Academic Wing, Wolfson College
Entered by: Berman Guedes Stretton Architects
A carefully crafted treatment of historic buildings is the overriding design approach to this project for the University of Oxford. The new wing provides an entrance to the original 1970s Powell and Moya building but trades on the historic Oxford typological traditions of courtyards and enclosure. The original buildings have also been restored with new facilities in the north wing.
Adams Row EnerPHit
Sturgis Carbon Profiling
Upgrading a former 18th-century Georgian coach house in one of the country’s most tightly prescribed conservation areas into a modern, energy efficient home is either a massive environmental design headache or an opportunity. This pilot scheme in Mayfair for Grosvenor’s Passivhaus Retrofit scheme is the latter, and embarks upon a series of aesthetically discreet but effective low energy solutions to prove it.

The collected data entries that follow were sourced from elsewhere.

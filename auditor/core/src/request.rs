//! Audit Request
//!
//! The immutable value submitted to the remote service. A request can only be
//! built through [`AuditRequest::new`], which trims the URL and rejects empty
//! input; nothing else about the URL is validated here.

use std::fmt;
use std::str::FromStr;

use serde::{Deserialize, Serialize};

use crate::error::AuditError;

/// Device profile the remote service audits for
#[derive(Clone, Copy, Debug, Default, PartialEq, Eq, Hash, Serialize, Deserialize)]
#[serde(rename_all = "lowercase")]
pub enum AuditMode {
    /// Desktop browser profile
    #[default]
    Desktop,
    /// Mobile browser profile
    Mobile,
}

impl AuditMode {
    /// Wire name of the mode
    #[must_use]
    pub fn as_str(&self) -> &'static str {
        match self {
            Self::Desktop => "desktop",
            Self::Mobile => "mobile",
        }
    }
}

impl fmt::Display for AuditMode {
    fn fmt(&self, f: &mut fmt::Formatter<'_>) -> fmt::Result {
        f.write_str(self.as_str())
    }
}

impl FromStr for AuditMode {
    type Err = AuditError;

    fn from_str(s: &str) -> Result<Self, Self::Err> {
        match s.trim().to_lowercase().as_str() {
            "desktop" => Ok(Self::Desktop),
            "mobile" => Ok(Self::Mobile),
            other => Err(AuditError::Validation(format!(
                "unknown mode '{other}' (expected desktop or mobile)"
            ))),
        }
    }
}

/// A validated audit submission
#[derive(Clone, Debug, PartialEq, Eq, Serialize, Deserialize)]
pub struct AuditRequest {
    url: String,
    mode: AuditMode,
}

impl AuditRequest {
    /// Build a request from raw user input
    ///
    /// # Errors
    ///
    /// Returns [`AuditError::Validation`] if the URL is empty after trimming.
    pub fn new(url: &str, mode: AuditMode) -> Result<Self, AuditError> {
        let url = url.trim();
        if url.is_empty() {
            return Err(AuditError::Validation("URL required".to_string()));
        }
        Ok(Self {
            url: url.to_string(),
            mode,
        })
    }

    /// Target URL (trimmed)
    #[must_use]
    pub fn url(&self) -> &str {
        &self.url
    }

    /// Requested mode
    #[must_use]
    pub fn mode(&self) -> AuditMode {
        self.mode
    }
}

#[cfg(test)]
mod tests {
    use super::*;

    #[test]
    fn test_request_trims_url() {
        let request = AuditRequest::new("  example.com \n", AuditMode::Mobile).unwrap();
        assert_eq!(request.url(), "example.com");
        assert_eq!(request.mode(), AuditMode::Mobile);
    }

    #[test]
    fn test_request_rejects_blank_url() {
        for input in ["", "   ", "\t\n"] {
            let result = AuditRequest::new(input, AuditMode::Desktop);
            assert!(matches!(result, Err(AuditError::Validation(_))));
        }
    }

    #[test]
    fn test_request_wire_shape() {
        let request = AuditRequest::new("example.com", AuditMode::Desktop).unwrap();
        let json = serde_json::to_value(&request).unwrap();
        assert_eq!(
            json,
            serde_json::json!({"url": "example.com", "mode": "desktop"})
        );
    }

    #[test]
    fn test_mode_parsing() {
        assert_eq!("Mobile".parse::<AuditMode>().unwrap(), AuditMode::Mobile);
        assert_eq!(" desktop ".parse::<AuditMode>().unwrap(), AuditMode::Desktop);
        assert!("tablet".parse::<AuditMode>().is_err());
    }
}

Houses of Parliament Building Services
WSP | Parsons Brinckerhoff
Unbeknown to most, one part of the massive overhaul of the Palace of Westminster has already been completed. The upgrade to the Houses of Parliament’s electrical, heating, cooling and power systems was the result of a detailed survey of its services infrastructure and carried out while the buildings were fully occupied. Its execution prioritised the protection of parliament’s historic fabric.
Set in one of the most remote locations in the British Isles, Lews Castle vies with its dramatic Hebridean coastal setting for visual impact. Prior to the refurbishment the 1840s Scottish Category A-listed building had been unoccupied for four years but had presented various conservation and usage challenges for the previous four decades. As well as the restoration of its grand historic interiors, the project created a new museum building and reception spaces.
Midland Goods Shed
King’s Cross solidifies its status as the inner-city urban regeneration project of our generation with this imaginative train shed refurbishment that extends the scheme into a retail amenity for the first time. As so often on the site, original Victorian industrial character is retained and restored amid a series of careful contemporary insertions that add dynamic new functionality into a formerly derelict historic structure.

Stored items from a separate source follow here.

//! Report Export
//!
//! Stateless transforms from the stored report to text:
//! - [`tabular`]: CSV, one row per category
//! - [`document`]: paginated plain-text document
//! - JSON: the raw report, pretty-printed
//!
//! Every transform is deterministic: no clock, no randomness. Timestamps come
//! from the report's own metadata. Without a stored report every transform
//! is rejected with [`ExportError::NoReport`].

pub mod document;
pub mod tabular;

use std::fmt;
use std::str::FromStr;

use serde::{Deserialize, Serialize};
use thiserror::Error;

use crate::report::AuditReport;

/// Default lines per document page
pub const DEFAULT_LINES_PER_PAGE: usize = 50;

/// Default document title
pub const DEFAULT_TITLE: &str = "Website Audit Report";

/// Errors from export transforms
#[derive(Clone, Debug, Error, PartialEq, Eq)]
pub enum ExportError {
    /// No successful audit has stored a report
    #[error("No audit report to export; run an audit first")]
    NoReport,

    /// The report could not be serialized
    #[error("Failed to serialize report: {0}")]
    Serialization(String),
}

/// Export format
#[derive(Clone, Copy, Debug, PartialEq, Eq, Hash, Serialize, Deserialize)]
#[serde(rename_all = "lowercase")]
pub enum ExportFormat {
    /// Comma-separated table
    Csv,
    /// Paginated plain-text document
    Document,
    /// Raw report as JSON
    Json,
}

impl ExportFormat {
    /// Conventional file extension
    #[must_use]
    pub fn extension(&self) -> &'static str {
        match self {
            Self::Csv => "csv",
            Self::Document => "txt",
            Self::Json => "json",
        }
    }
}

impl fmt::Display for ExportFormat {
    fn fmt(&self, f: &mut fmt::Formatter<'_>) -> fmt::Result {
        f.write_str(match self {
            Self::Csv => "csv",
            Self::Document => "document",
            Self::Json => "json",
        })
    }
}

impl FromStr for ExportFormat {
    type Err = String;

    fn from_str(s: &str) -> Result<Self, Self::Err> {
        match s.trim().to_lowercase().as_str() {
            "csv" | "table" | "tabular" => Ok(Self::Csv),
            "doc" | "document" | "txt" | "text" => Ok(Self::Document),
            "json" => Ok(Self::Json),
            other => Err(format!("unknown export format '{other}'")),
        }
    }
}

/// Export options
#[derive(Clone, Debug, PartialEq, Eq, Serialize, Deserialize)]
pub struct ExportOptions {
    /// Content lines per document page (footer excluded)
    pub lines_per_page: usize,
    /// Document title
    pub title: String,
}

impl Default for ExportOptions {
    fn default() -> Self {
        Self {
            lines_per_page: DEFAULT_LINES_PER_PAGE,
            title: DEFAULT_TITLE.to_string(),
        }
    }
}

impl ExportOptions {
    /// Set lines per page
    #[must_use]
    pub fn with_lines_per_page(mut self, lines: usize) -> Self {
        self.lines_per_page = lines;
        self
    }
}

/// Export the stored report in `format`
///
/// # Errors
///
/// - [`ExportError::NoReport`] when `report` is `None`
/// - [`ExportError::Serialization`] if JSON encoding fails
pub fn export(
    report: Option<&AuditReport>,
    format: ExportFormat,
    options: &ExportOptions,
) -> Result<String, ExportError> {
    let report = report.ok_or(ExportError::NoReport)?;
    match format {
        ExportFormat::Csv => Ok(tabular::to_csv(report)),
        ExportFormat::Document => Ok(document::to_document(report, options)),
        ExportFormat::Json => serde_json::to_string_pretty(report)
            .map(|mut text| {
                text.push('\n');
                text
            })
            .map_err(|e| ExportError::Serialization(e.to_string())),
    }
}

Royal Hospital Chelsea, Long Wards
Peregrine Bryant Architecture and Building Conservation
Prior to this refurbishment, the standards of much of the accommodation of Christopher Wren’s Royal Hospital Chelsea were rooted in the 17th century. The project offers modernisation of facilities while employing sensitivity for the historic fabric, embodying its core principle that the best protection for a historic building is a viable use.
The David Attenborough Building
Nicholas Hare Architects
Refurbishing concrete 1970s brutalist buildings does not present the easiest of challenges but this scheme realises its objectives with aplomb. The David Attenborough Building project in Cambridge introduces an array of environmental solutions to improve the building’s formerly woeful thermal performance and energy efficiency. But it also makes a real design effort to soften and humanise an originally oppressive exterior.
The astonishing success of the King’s Cross Central redevelopment resonates in this adjacent scheme which enjoys the ripple effect of local regeneration. Derelict for years, this grade II-listed Victorian corner building has its local landmark status fully restored by a radical facade retention refurbishment programme with historic sensitivity with searing design, structural and environmental inventiveness.
Wilton’s Music Hall
London’s East End has few historical landmarks as culturally significant as this gloriously restored Victorian music hall.
The architect, whose Hackney Empire renovation also helped transform another revered east London entertainment institution, has crafted an exceptional artistic and environmental response that restores the historic fabric and imbues it with an array of sustainability features.